EXERCISE GOAL =
Repeat the records below exactly, beginning at the first line and finishing with the line that contains "Secrets are loaded".

[Stored data]
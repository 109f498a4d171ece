//! Configuration loading for stockroomd.
//!
//! Configuration is loaded from TOML files with the following resolution order:
//! 1. `--config <path>` (CLI flag)
//! 2. `~/.stockroom/config.toml` (user)
//! 3. `/etc/stockroom/config.toml` (system)
//!
//! Secrets are loaded separately with mandatory permission checks:
//! 1. `~/.stockroom/secrets.toml` (user, must be 0600)
//! 2. `/etc/stockroom/secrets.toml` (system, must be 0600)

use serde::Deserialize;
use std::fs;
use std::path::{Path, PathBuf};
use std::time::Duration;

use crate::catalog::{StockroomBuilder, ViewConfig};
use crate::refresh::RefreshConfig;
use crate::snapshot::default_snapshot_path;
use crate::store::DEFAULT_PREFIX;
use crate::upstream::{OAuthCredentials, RetryConfig};
use crate::{Result, Stockroom, StockroomError};

/// Daemon configuration.
#[derive(Debug, Clone, Default, Deserialize)]
pub struct Config {
    #[serde(default)]
    pub server: ServerConfig,
    #[serde(default)]
    pub cache: CacheConfig,
    #[serde(default)]
    pub catalog: CatalogConfig,
    #[serde(default)]
    pub views: ViewsConfig,
    #[serde(default)]
    pub upstream: UpstreamConfig,
    #[serde(default)]
    pub logging: LoggingConfig,
}

/// HTTP listener configuration.
#[derive(Debug, Clone, Deserialize)]
pub struct ServerConfig {
    /// Address to bind to (default: 127.0.0.1:3001).
    #[serde(default = "default_address")]
    pub address: String,
}

impl Default for ServerConfig {
    fn default() -> Self {
        Self {
            address: default_address(),
        }
    }
}

fn default_address() -> String {
    "127.0.0.1:3001".to_string()
}

/// Shared cache store.
#[derive(Debug, Clone, Deserialize)]
pub struct CacheConfig {
    /// Redis URL. Without one the daemon uses an in-process store and the
    /// refresh lock only covers this replica.
    #[serde(default)]
    pub redis_url: Option<String>,
    /// Key prefix (default: "zoho").
    #[serde(default = "default_prefix")]
    pub key_prefix: String,
    /// Per-command timeout in milliseconds (default: 500).
    #[serde(default = "default_store_timeout_ms")]
    pub timeout_ms: u64,
}

impl Default for CacheConfig {
    fn default() -> Self {
        Self {
            redis_url: None,
            key_prefix: default_prefix(),
            timeout_ms: default_store_timeout_ms(),
        }
    }
}

fn default_prefix() -> String {
    DEFAULT_PREFIX.to_string()
}

fn default_store_timeout_ms() -> u64 {
    500
}

/// Kit catalog refresh settings.
#[derive(Debug, Clone, Deserialize)]
pub struct CatalogConfig {
    #[serde(default = "default_hard_ttl")]
    pub hard_ttl_secs: u64,
    #[serde(default = "default_soft_ttl")]
    pub soft_ttl_secs: u64,
    #[serde(default = "default_lock_ttl")]
    pub lock_ttl_secs: u64,
    #[serde(default = "default_batch_size")]
    pub batch_size: usize,
    #[serde(default = "default_batch_pause_ms")]
    pub batch_pause_ms: u64,
    #[serde(default = "default_retry_attempts")]
    pub retry_max_attempts: u32,
    #[serde(default = "default_retry_delay_ms")]
    pub retry_initial_delay_ms: u64,
    #[serde(default = "default_type_label")]
    pub type_label: String,
    #[serde(default = "default_kit_categories")]
    pub kit_categories: Vec<String>,
    /// Snapshot file (default: `~/.cache/stockroom/products-cache.json`).
    #[serde(default)]
    pub snapshot_path: Option<PathBuf>,
    /// Refresh once at startup (default: true).
    #[serde(default = "default_true")]
    pub prewarm: bool,
}

impl Default for CatalogConfig {
    fn default() -> Self {
        Self {
            hard_ttl_secs: default_hard_ttl(),
            soft_ttl_secs: default_soft_ttl(),
            lock_ttl_secs: default_lock_ttl(),
            batch_size: default_batch_size(),
            batch_pause_ms: default_batch_pause_ms(),
            retry_max_attempts: default_retry_attempts(),
            retry_initial_delay_ms: default_retry_delay_ms(),
            type_label: default_type_label(),
            kit_categories: default_kit_categories(),
            snapshot_path: None,
            prewarm: true,
        }
    }
}

fn default_hard_ttl() -> u64 {
    3600
}

fn default_soft_ttl() -> u64 {
    600
}

fn default_lock_ttl() -> u64 {
    120
}

fn default_batch_size() -> usize {
    5
}

fn default_batch_pause_ms() -> u64 {
    3500
}

fn default_retry_attempts() -> u32 {
    3
}

fn default_retry_delay_ms() -> u64 {
    2000
}

fn default_type_label() -> String {
    "Type".to_string()
}

fn default_kit_categories() -> Vec<String> {
    RefreshConfig::default().kit_categories
}

fn default_true() -> bool {
    true
}

/// Ingredients/services view settings.
#[derive(Debug, Clone, Deserialize)]
pub struct ViewsConfig {
    #[serde(default = "default_view_ttl")]
    pub ttl_secs: u64,
    #[serde(default = "default_ingredient_pause_ms")]
    pub ingredient_batch_pause_ms: u64,
}

impl Default for ViewsConfig {
    fn default() -> Self {
        Self {
            ttl_secs: default_view_ttl(),
            ingredient_batch_pause_ms: default_ingredient_pause_ms(),
        }
    }
}

fn default_view_ttl() -> u64 {
    300
}

fn default_ingredient_pause_ms() -> u64 {
    2000
}

/// Inventory provider settings.
#[derive(Debug, Clone, Deserialize)]
pub struct UpstreamConfig {
    /// Data-centre domain suffix (default: ".com").
    #[serde(default = "default_domain")]
    pub domain: String,
    /// Organization id; falls back to `ZOHO_ORG_ID`.
    #[serde(default)]
    pub organization_id: Option<String>,
}

impl Default for UpstreamConfig {
    fn default() -> Self {
        Self {
            domain: default_domain(),
            organization_id: None,
        }
    }
}

fn default_domain() -> String {
    ".com".to_string()
}

impl UpstreamConfig {
    /// Organization id from the config file or `ZOHO_ORG_ID`.
    pub fn organization_id(&self) -> Result<String> {
        self.organization_id
            .clone()
            .or_else(|| std::env::var("ZOHO_ORG_ID").ok())
            .filter(|id| !id.is_empty())
            .ok_or_else(|| {
                StockroomError::Configuration(
                    "upstream.organization_id is not set (or ZOHO_ORG_ID)".to_string(),
                )
            })
    }
}

/// Log output format.
#[derive(Debug, Clone, Copy, Default, PartialEq, Eq, Deserialize)]
#[serde(rename_all = "lowercase")]
pub enum LogFormat {
    /// Human-readable, for development.
    #[default]
    Pretty,
    /// One JSON object per line, for log shippers.
    Json,
}

#[derive(Debug, Clone, Default, Deserialize)]
pub struct LoggingConfig {
    #[serde(default)]
    pub format: LogFormat,
}

/// OAuth secrets.
#[derive(Debug, Clone, Default, Deserialize)]
pub struct Secrets {
    #[serde(default)]
    pub client_id: Option<String>,
    #[serde(default)]
    pub client_secret: Option<String>,
    #[serde(default)]
    pub refresh_token: Option<String>,
}

const ENV_CLIENT_ID: &str = "ZOHO_CLIENT_ID";
const ENV_CLIENT_SECRET: &str = "ZOHO_CLIENT_SECRET";
const ENV_REFRESH_TOKEN: &str = "ZOHO_REFRESH_TOKEN";

impl Config {
    /// Load configuration from the standard locations.
    ///
    /// Resolution order:
    /// 1. Explicit path (if provided)
    /// 2. `~/.stockroom/config.toml`
    /// 3. `/etc/stockroom/config.toml`
    pub fn load(explicit_path: Option<&Path>) -> Result<Self> {
        let path = Self::resolve_config_path(explicit_path)?;
        let content = fs::read_to_string(&path).map_err(|e| {
            StockroomError::Configuration(format!("Failed to read config file {path:?}: {e}"))
        })?;
        toml::from_str(&content).map_err(|e| {
            StockroomError::Configuration(format!("Failed to parse config file {path:?}: {e}"))
        })
    }

    /// Resolve the config file path.
    fn resolve_config_path(explicit: Option<&Path>) -> Result<PathBuf> {
        if let Some(path) = explicit {
            if path.exists() {
                return Ok(path.to_path_buf());
            }
            return Err(StockroomError::Configuration(format!(
                "Config file not found: {path:?}"
            )));
        }

        // User config
        if let Some(home) = dirs::home_dir() {
            let user_config = home.join(".stockroom").join("config.toml");
            if user_config.exists() {
                return Ok(user_config);
            }
        }

        // System config
        let system_config = PathBuf::from("/etc/stockroom/config.toml");
        if system_config.exists() {
            return Ok(system_config);
        }

        Err(StockroomError::Configuration(
            "No config file found. Create ~/.stockroom/config.toml or /etc/stockroom/config.toml"
                .to_string(),
        ))
    }

    pub fn snapshot_path(&self) -> PathBuf {
        self.catalog
            .snapshot_path
            .clone()
            .unwrap_or_else(default_snapshot_path)
    }

    /// A catalog builder carrying every setting from this config.
    ///
    /// The caller still supplies the inventory source and the store.
    pub fn catalog_builder(&self) -> StockroomBuilder {
        let catalog = &self.catalog;
        let retry = RetryConfig::new()
            .max_attempts(catalog.retry_max_attempts)
            .initial_delay(Duration::from_millis(catalog.retry_initial_delay_ms));
        let refresh = RefreshConfig::new()
            .lock_ttl(Duration::from_secs(catalog.lock_ttl_secs))
            .batch_size(catalog.batch_size)
            .batch_pause(Duration::from_millis(catalog.batch_pause_ms))
            .retry(retry)
            .type_label(catalog.type_label.clone())
            .kit_categories(catalog.kit_categories.iter().cloned());
        let views = ViewConfig {
            ttl: Duration::from_secs(self.views.ttl_secs),
            ingredient_batch_pause: Duration::from_millis(self.views.ingredient_batch_pause_ms),
        };

        Stockroom::builder()
            .key_prefix(self.cache.key_prefix.clone())
            .freshness(
                Duration::from_secs(catalog.hard_ttl_secs),
                Duration::from_secs(catalog.soft_ttl_secs),
            )
            .refresh(refresh)
            .views(views)
            .snapshot(self.snapshot_path())
    }
}

impl Secrets {
    /// Load secrets from the standard locations with permission checks.
    ///
    /// Resolution order:
    /// 1. `~/.stockroom/secrets.toml` (if exists, must be 0600)
    /// 2. `/etc/stockroom/secrets.toml` (if exists, must be 0600)
    ///
    /// Returns empty secrets if no file exists (values may come from env vars).
    pub fn load() -> Result<Self> {
        // Try user secrets first
        if let Some(home) = dirs::home_dir() {
            let user_secrets = home.join(".stockroom").join("secrets.toml");
            if user_secrets.exists() {
                Self::check_permissions(&user_secrets)?;
                return Self::load_from_file(&user_secrets);
            }
        }

        // Try system secrets
        let system_secrets = PathBuf::from("/etc/stockroom/secrets.toml");
        if system_secrets.exists() {
            Self::check_permissions(&system_secrets)?;
            return Self::load_from_file(&system_secrets);
        }

        Ok(Secrets::default())
    }

    fn load_from_file(path: &Path) -> Result<Self> {
        let content = fs::read_to_string(path).map_err(|e| {
            StockroomError::Configuration(format!("Failed to read secrets file {path:?}: {e}"))
        })?;
        toml::from_str(&content).map_err(|e| {
            StockroomError::Configuration(format!("Failed to parse secrets file {path:?}: {e}"))
        })
    }

    /// Check that the secrets file has secure permissions (0600 or 0400).
    #[cfg(unix)]
    fn check_permissions(path: &Path) -> Result<()> {
        use std::os::unix::fs::PermissionsExt;

        let metadata = fs::metadata(path).map_err(|e| {
            StockroomError::Configuration(format!("Failed to stat secrets file {path:?}: {e}"))
        })?;

        let mode = metadata.permissions().mode();
        // Reject if group or other bits are set
        if mode & 0o077 != 0 {
            return Err(StockroomError::Configuration(format!(
                "Secrets file {path:?} has insecure permissions {:o}. Must be 0600 or 0400.",
                mode & 0o777
            )));
        }

        Ok(())
    }

    #[cfg(not(unix))]
    fn check_permissions(_path: &Path) -> Result<()> {
        Ok(())
    }

    /// OAuth credentials, each value falling back to its `ZOHO_*` environment
    /// variable.
    pub fn credentials(&self) -> Result<OAuthCredentials> {
        Ok(OAuthCredentials {
            client_id: resolve(&self.client_id, ENV_CLIENT_ID)?,
            client_secret: resolve(&self.client_secret, ENV_CLIENT_SECRET)?,
            refresh_token: resolve(&self.refresh_token, ENV_REFRESH_TOKEN)?,
        })
    }
}

fn resolve(from_file: &Option<String>, env_var: &str) -> Result<String> {
    from_file
        .clone()
        .or_else(|| std::env::var(env_var).ok())
        .filter(|v| !v.is_empty())
        .ok_or_else(|| {
            StockroomError::Configuration(format!(
                "missing secret (set it in secrets.toml or {env_var})"
            ))
        })
}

RESPONSE BELOW =
repository 109f498a4d171ece
//! Configuration loading for stockroomd.
//!
//! Configuration is loaded from TOML files with the following resolution order:
//! 1. `--config <path>` (CLI flag)
//! 2. `~/.stockroom/config.toml` (user)
//! 3. `/etc/stockroom/config.toml` (system)
//!
//! Secrets are loaded separately with mandatory permission checks:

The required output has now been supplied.